§ Exercise brief: Search the records for lines with the word "push" and copy each match.

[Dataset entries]
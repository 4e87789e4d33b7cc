//! Streak semantics through the full engine, including the inherited
//! repeated-notification behavior.

use aeolus_engine::{AnalyticsConfig, Observation, analyze};
use chrono::NaiveDate;

fn obs(station: &str, temperature: f64, precipitation: f64) -> Observation {
    Observation::new(
        NaiveDate::from_ymd_opt(2024, 6, 1).unwrap(),
        station,
        "",
        temperature,
        60.0,
        4.0,
        precipitation,
    )
}

/// Interleaving two stations resets runs at every boundary, so neither ever
/// accumulates a streak even though each station alone would qualify.
#[test]
fn interleaved_stations_reset_each_other() {
    let mut observations = Vec::new();
    for i in 0..9 {
        observations.push(obs("London", 10.0 + 5.0 * i as f64, 1.0));
        observations.push(obs("Paris", 10.0 + 5.0 * i as f64, 1.0));
    }

    let report = analyze(&observations, &AnalyticsConfig::new()).unwrap();
    assert!(report.rain_streaks.is_empty());
    assert!(report.temperature_rise_streaks.is_empty());
}

/// A later non-adjacent run for the same station starts a fresh streak
/// rather than resuming the earlier one.
#[test]
fn non_adjacent_runs_do_not_resume() {
    let mut observations: Vec<Observation> = (0..6).map(|_| obs("London", 10.0, 1.0)).collect();
    observations.push(obs("Paris", 10.0, 0.0));
    observations.extend((0..6).map(|_| obs("London", 10.0, 1.0)));

    // 6 + 6 wet observations for London, but never more than 7 consecutive.
    let report = analyze(&observations, &AnalyticsConfig::new()).unwrap();
    assert!(report.rain_streaks.is_empty());
}

/// Events re-fire on every qualifying observation past the threshold. This
/// repeated notification is carried over from the reference behavior on
/// purpose; collapsing to one event per crossing would be a semantic change.
#[test]
fn events_refire_on_every_qualifying_observation() {
    let observations: Vec<Observation> = (0..11).map(|_| obs("Tokyo", 20.0, 0.3)).collect();

    let report = analyze(&observations, &AnalyticsConfig::new()).unwrap();
    let positions: Vec<usize> = report.rain_streaks.iter().map(|e| e.position).collect();
    assert_eq!(positions, vec![7, 8, 9, 10]);
    assert!(report.rain_streaks.iter().all(|e| e.station_id == "Tokyo"));
}

/// One dry observation zeroes the rain run while leaving the rise run alone.
#[test]
fn rain_and_rise_runs_are_independent() {
    let temps = [10.0, 15.0, 20.0, 25.0, 30.0];
    let observations: Vec<Observation> = temps
        .iter()
        .enumerate()
        .map(|(i, &t)| obs("London", t, if i == 2 { 0.0 } else { 1.0 }))
        .collect();

    let report = analyze(&observations, &AnalyticsConfig::new()).unwrap();
    // The dry observation at position 2 does not interrupt the rise run.
    assert_eq!(report.temperature_rise_streaks.len(), 1);
    assert_eq!(report.temperature_rise_streaks[0].position, 4);
    assert!(report.rain_streaks.is_empty());
}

§ Answer space:
        observations.push(obs("London", 10.0 + 5.0 * i as f64, 1.0));
        observations.push(obs("Paris", 10.0 + 5.0 * i as f64, 1.0));
    observations.push(obs("Paris", 10.0, 0.0));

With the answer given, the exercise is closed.